**Description of the task**
Would you copy the material below word for word, beginning with its first line and ending with the line that contains "3. everything else"?

**Supplied records**
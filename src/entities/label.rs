use sea_orm::entity::prelude::*;
use serde::{Deserialize, Serialize};

use super::SyncStatus;
use crate::kinds::EntityKind;

#[derive(Clone, Debug, PartialEq, DeriveEntityModel, Serialize, Deserialize)]
#[sea_orm(table_name = "labels")]
#[serde(rename_all = "camelCase")]
pub struct Model {
    #[sea_orm(primary_key, auto_increment = false)]
    pub id: String,
    #[serde(default)]
    pub user_id: String,
    #[serde(default)]
    pub name: String,
    #[serde(default)]
    pub color: String,
    #[serde(default, deserialize_with = "crate::utils::datetime::deserialize_millis")]
    pub created_at: i64,
    #[serde(default, deserialize_with = "crate::utils::datetime::deserialize_millis")]
    pub updated_at: i64,
    #[serde(default)]
    pub sync_status: SyncStatus,
}

#[derive(Copy, Clone, Debug, EnumIter, DeriveRelation)]
pub enum Relation {}

impl ActiveModelBehavior for ActiveModel {}

sync_record!(kind: EntityKind::Label, updated_at: updated_at);
//! Pull engine: merges authoritative server collections into the replica.
//!
//! Each kind goes through the same merge:
//! 1. records the replica still considers dirty are left alone,
//! 2. records with a queued removal are never re-inserted,
//! 3. everything else from the server is upserted,
//! 4. synced, owned local records the server no longer lists are swept.
//!
//! Shared records come from the accepted-shares endpoint and are
//! server-wins. Nested kinds are merged per parent from the parent's detail
//! response, with the same four steps scoped to that parent.

use std::collections::{HashMap, HashSet};

use anyhow::Result;
use futures::future::join_all;
use log::{debug, error, info, warn};
use sea_orm::{DatabaseTransaction, TransactionTrait};
use serde_json::Value;

use super::{SyncOutcome, SyncService};
use crate::entities::{Ownership, SyncStatus};
use crate::kinds::{EntityKind, KindDescriptor};
use crate::remote::ApiRequest;
use crate::replica::{RecordHeader, ReplicaTable};
use crate::repositories::MutationRepository;

/// Counters for one kind.
#[derive(Clone, Debug, Default, PartialEq, Eq)]
pub struct MergeStats {
    pub upserted: usize,
    /// Server records skipped because local state owns them (dirty or pending removal).
    pub kept_local: usize,
    pub swept: usize,
    pub malformed: usize,
}

impl MergeStats {
    fn absorb(&mut self, other: &MergeStats) {
        self.upserted += other.upserted;
        self.kept_local += other.kept_local;
        self.swept += other.swept;
        self.malformed += other.malformed;
    }
}

/// Tally of one pull run.
#[derive(Clone, Debug, Default, PartialEq, Eq)]
pub struct PullReport {
    pub kinds: HashMap<EntityKind, MergeStats>,
    /// Kinds whose fetch or merge failed; the rest still merged.
    pub failed: Vec<EntityKind>,
}

impl PullReport {
    pub fn stats(&self, kind: EntityKind) -> MergeStats {
        self.kinds.get(&kind).cloned().unwrap_or_default()
    }

    fn record(&mut self, kind: EntityKind, stats: &MergeStats) {
        self.kinds.entry(kind).or_default().absorb(stats);
    }

    fn fail(&mut self, kind: EntityKind) {
        if !self.failed.contains(&kind) {
            self.failed.push(kind);
        }
    }
}

/// Which slice of a table a merge is authoritative for.
#[derive(Clone, Copy, Debug)]
enum Scope<'a> {
    /// The current user's owned records of a top-level kind.
    Owned { user_id: &'a str },
    /// Records shared with the current user. Server-wins.
    Shared,
    /// Children of one parent record.
    Children { parent_id: &'a str },
}

impl Scope<'_> {
    fn covers(&self, header: &RecordHeader) -> bool {
        match self {
            Scope::Owned { user_id } => header.ownership == Ownership::Owned && header.user_id == *user_id,
            Scope::Shared => header.ownership == Ownership::Shared,
            Scope::Children { parent_id } => header.parent_id.as_deref() == Some(*parent_id),
        }
    }
}

impl SyncService {
    /// Fetches every kind from the server and merges it into the replica.
    ///
    /// A failure in one kind is logged and recorded in the report; the
    /// remaining kinds still merge.
    pub async fn pull(&self) -> SyncOutcome<PullReport> {
        let Some(user_id) = self.session.user_id() else {
            debug!("No session, skipping pull");
            return SyncOutcome::NoSession;
        };

        info!("🔄 Pulling server state...");
        let mut report = PullReport::default();

        for kind in EntityKind::TOP_LEVEL {
            match self.pull_owned(kind, &user_id).await {
                Ok(stats) => report.record(kind, &stats),
                Err(e) => {
                    error!("❌ Pull of {kind} failed: {e:#}");
                    report.fail(kind);
                }
            }

            if let Some(path) = kind.descriptor().accepted_path() {
                match self.pull_shared(kind, &user_id, &path).await {
                    Ok(stats) => report.record(kind, &stats),
                    Err(e) => {
                        error!("❌ Pull of shared {kind} failed: {e:#}");
                        report.fail(kind);
                    }
                }
            }
        }

        for kind in EntityKind::TOP_LEVEL {
            if kind.descriptor().children.is_empty() {
                continue;
            }
            if let Err(e) = self.pull_children(kind, &user_id, &mut report).await {
                error!("❌ Pull of {kind} children failed: {e:#}");
                report.fail(kind);
            }
        }

        info!("✅ Pull finished ({} kinds failed)", report.failed.len());
        SyncOutcome::Completed(report)
    }

    async fn pull_owned(&self, kind: EntityKind, user_id: &str) -> Result<MergeStats> {
        let descriptor = kind.descriptor();
        let fetched = self.remote.fetch_list(&descriptor.collection_path(None)?).await?;
        debug!("Fetched {} {kind} records", fetched.len());

        let (incoming, malformed) = prepare(descriptor, fetched, user_id, Ownership::Owned, None);
        let mut stats = self.merge(kind, incoming, Scope::Owned { user_id }).await?;
        stats.malformed = malformed;
        Ok(stats)
    }

    async fn pull_shared(&self, kind: EntityKind, user_id: &str, path: &str) -> Result<MergeStats> {
        let fetched = self.remote.fetch_list(path).await?;
        debug!("Fetched {} shared {kind} records", fetched.len());

        let (incoming, malformed) = prepare(kind.descriptor(), fetched, user_id, Ownership::Shared, None);
        let mut stats = self.merge(kind, incoming, Scope::Shared).await?;
        stats.malformed = malformed;
        Ok(stats)
    }

    /// Second pass for hierarchical kinds: one detail fetch per parent,
    /// issued concurrently, then a scoped merge per child collection.
    async fn pull_children(&self, parent_kind: EntityKind, user_id: &str, report: &mut PullReport) -> Result<()> {
        let descriptor = parent_kind.descriptor();

        let txn = self.replica.connection().begin().await?;
        let headers = parent_kind.table().headers(&txn).await?;
        let pending = MutationRepository::pending_removal_ids(&txn, parent_kind).await?;
        txn.commit().await?;

        // Parents the server does not know yet, or is about to forget, have
        // no detail worth fetching.
        let parents: Vec<String> = headers
            .into_iter()
            .filter(|h| h.sync_status != SyncStatus::Created && !pending.contains(&h.id))
            .map(|h| h.id)
            .collect();
        if parents.is_empty() {
            return Ok(());
        }

        let fetches = parents.iter().map(|parent_id| {
            let request = ApiRequest::get(descriptor.detail_path(parent_id));
            async move { (parent_id, self.remote.send(request).await) }
        });
        let details = join_all(fetches).await;

        for (parent_id, result) in details {
            let detail = match result {
                Ok(detail) => detail,
                Err(e) if e.is_gone() => {
                    debug!("{parent_kind} {parent_id} is gone remotely; the next sweep drops it");
                    continue;
                }
                Err(e) => {
                    warn!("Detail fetch for {parent_kind} {parent_id} failed: {e}");
                    for child in descriptor.children {
                        report.fail(child.kind);
                    }
                    continue;
                }
            };

            for child in descriptor.children {
                // A missing array says nothing about the children; leave them be.
                let Some(Value::Array(items)) = detail.get(child.field) else {
                    debug!("{parent_kind} {parent_id} detail has no `{}` array", child.field);
                    continue;
                };

                let (incoming, malformed) = prepare(
                    child.kind.descriptor(),
                    items.clone(),
                    user_id,
                    Ownership::Owned,
                    Some(parent_id),
                );
                match self.merge(child.kind, incoming, Scope::Children { parent_id }).await {
                    Ok(mut stats) => {
                        stats.malformed = malformed;
                        report.record(child.kind, &stats);
                    }
                    Err(e) => {
                        error!("❌ Merge of {} under {parent_kind} {parent_id} failed: {e:#}", child.kind);
                        report.fail(child.kind);
                    }
                }
            }
        }
        Ok(())
    }

    /// Four-step merge of validated server records into one kind's table,
    /// in a single transaction.
    async fn merge(&self, kind: EntityKind, incoming: Vec<(String, Value)>, scope: Scope<'_>) -> Result<MergeStats> {
        let descriptor = kind.descriptor();
        let table = kind.table();
        let mut stats = MergeStats::default();

        let txn = self.replica.connection().begin().await?;
        let local: Vec<RecordHeader> = table
            .headers(&txn)
            .await?
            .into_iter()
            .filter(|h| scope.covers(h))
            .collect();
        let dirty: HashSet<&str> = local
            .iter()
            .filter(|h| h.sync_status != SyncStatus::Synced)
            .map(|h| h.id.as_str())
            .collect();
        let pending = MutationRepository::pending_removal_ids(&txn, kind).await?;
        let server_wins = matches!(scope, Scope::Shared);

        let mut seen = HashSet::new();
        let mut changed = Vec::new();
        for (id, mut value) in incoming {
            seen.insert(id.clone());
            if !server_wins && (dirty.contains(id.as_str()) || pending.contains(&id)) {
                stats.kept_local += 1;
                continue;
            }
            if !server_wins && is_shared_locally(table, &txn, &id).await? {
                // Owned listing of a record this replica holds as a share.
                stats.kept_local += 1;
                continue;
            }
            preserve_fields(table, &txn, descriptor.preserved_fields, &id, &mut value).await?;
            table.put_value(&txn, value).await?;
            stats.upserted += 1;
            changed.push(id);
        }

        // Sweep. Shared records missing from the accepted list lost their
        // share; nothing local can contradict that.
        let doomed: Vec<String> = local
            .iter()
            .filter(|h| !seen.contains(&h.id))
            .filter(|h| server_wins || (h.sync_status == SyncStatus::Synced && !pending.contains(&h.id)))
            .map(|h| h.id.clone())
            .collect();
        table.delete_many(&txn, &doomed).await?;
        stats.swept = doomed.len();

        let mut cascaded = Vec::new();
        for child in descriptor.children {
            let mut removed = Vec::new();
            for parent_id in &doomed {
                removed.extend(child.kind.table().delete_children_of(&txn, parent_id).await?);
            }
            if !removed.is_empty() {
                cascaded.push((child.kind, removed));
            }
        }
        txn.commit().await?;

        changed.extend(doomed);
        self.replica.publish(kind, changed);
        for (child_kind, ids) in cascaded {
            self.replica.publish(child_kind, ids);
        }

        debug!(
            "Merged {kind}: {} upserted, {} kept local, {} swept",
            stats.upserted, stats.kept_local, stats.swept
        );
        Ok(stats)
    }
}

/// Normalizes server payloads into replica records and drops the ones that
/// do not decode. Runs before any transaction opens.
///
/// Returns the surviving `(id, record)` pairs and the number of malformed ones.
fn prepare(
    descriptor: &KindDescriptor,
    fetched: Vec<Value>,
    user_id: &str,
    ownership: Ownership,
    parent_id: Option<&str>,
) -> (Vec<(String, Value)>, usize) {
    let table = descriptor.kind.table();
    let mut records = Vec::with_capacity(fetched.len());
    let mut malformed = 0;

    for value in fetched {
        let Value::Object(mut map) = value else {
            warn!("Skipping non-object {} payload", descriptor.kind);
            malformed += 1;
            continue;
        };

        map.insert("syncStatus".to_string(), Value::from("synced"));
        if descriptor.ownership_guarded {
            let tag = match ownership {
                Ownership::Owned => "owned",
                Ownership::Shared => "shared",
            };
            map.insert("ownership".to_string(), Value::from(tag));
        }
        if !map.get("userId").is_some_and(Value::is_string) {
            map.insert("userId".to_string(), Value::from(user_id));
        }
        if let (Some(route), Some(parent_id)) = (descriptor.parent.as_ref(), parent_id) {
            map.entry(route.field.to_string())
                .or_insert_with(|| Value::from(parent_id));
        }
        // Omitted and null mean the same thing: keep whatever is local.
        for field in descriptor.preserved_fields {
            if map.get(*field).is_some_and(Value::is_null) {
                map.remove(*field);
            }
        }

        let value = Value::Object(map);
        match table.validate(&value) {
            Ok(()) => {
                if let Some(id) = value.get("id").and_then(Value::as_str) {
                    records.push((id.to_owned(), value));
                }
            }
            Err(e) => {
                warn!("Skipping malformed {} record: {e:#}", descriptor.kind);
                malformed += 1;
            }
        }
    }

    (records, malformed)
}

async fn is_shared_locally(table: &dyn ReplicaTable, txn: &DatabaseTransaction, id: &str) -> Result<bool> {
    Ok(table
        .header(txn, id)
        .await?
        .is_some_and(|h| h.ownership == Ownership::Shared))
}

/// Fills fields the list endpoint omitted from the local copy:
/// server value, else local value, else the record's default.
async fn preserve_fields(
    table: &dyn ReplicaTable,
    txn: &DatabaseTransaction,
    fields: &[&str],
    id: &str,
    value: &mut Value,
) -> Result<()> {
    let Some(map) = value.as_object_mut() else {
        return Ok(());
    };
    let missing: Vec<&str> = fields.iter().copied().filter(|f| !map.contains_key(*f)).collect();
    if missing.is_empty() {
        return Ok(());
    }

    let Some(existing) = table.get_value(txn, id).await? else {
        return Ok(());
    };
    for field in missing {
        if let Some(local) = existing.get(field).filter(|v| !v.is_null()) {
            map.insert(field.to_string(), local.clone());
        }
    }
    Ok(())
}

**Completed exercise**
filename src/entities/label.rs
use sea_orm::entity::prelude::*;
use serde::{Deserialize, Serialize};

use super::SyncStatus;
use crate::kinds::EntityKind;

#[derive(Clone, Debug, PartialEq, DeriveEntityModel, Serialize, Deserialize)]
#[sea_orm(table_name = "labels")]
#[serde(rename_all = "camelCase")]
pub struct Model {
    #[sea_orm(primary_key, auto_increment = false)]
    pub id: String,
    #[serde(default)]
    pub user_id: String,
    #[serde(default)]
    pub name: String,
    #[serde(default)]
    pub color: String,
    #[serde(default, deserialize_with = "crate::utils::datetime::deserialize_millis")]
    pub created_at: i64,
    #[serde(default, deserialize_with = "crate::utils::datetime::deserialize_millis")]
    pub updated_at: i64,
    #[serde(default)]
    pub sync_status: SyncStatus,
}

#[derive(Copy, Clone, Debug, EnumIter, DeriveRelation)]
pub enum Relation {}

impl ActiveModelBehavior for ActiveModel {}

sync_record!(kind: EntityKind::Label, updated_at: updated_at);
//! Pull engine: merges authoritative server collections into the replica.
//!
//! Each kind goes through the same merge:
//! 1. records the replica still considers dirty are left alone,
//! 2. records with a queued removal are never re-inserted,
//! 3. everything else from the server is upserted,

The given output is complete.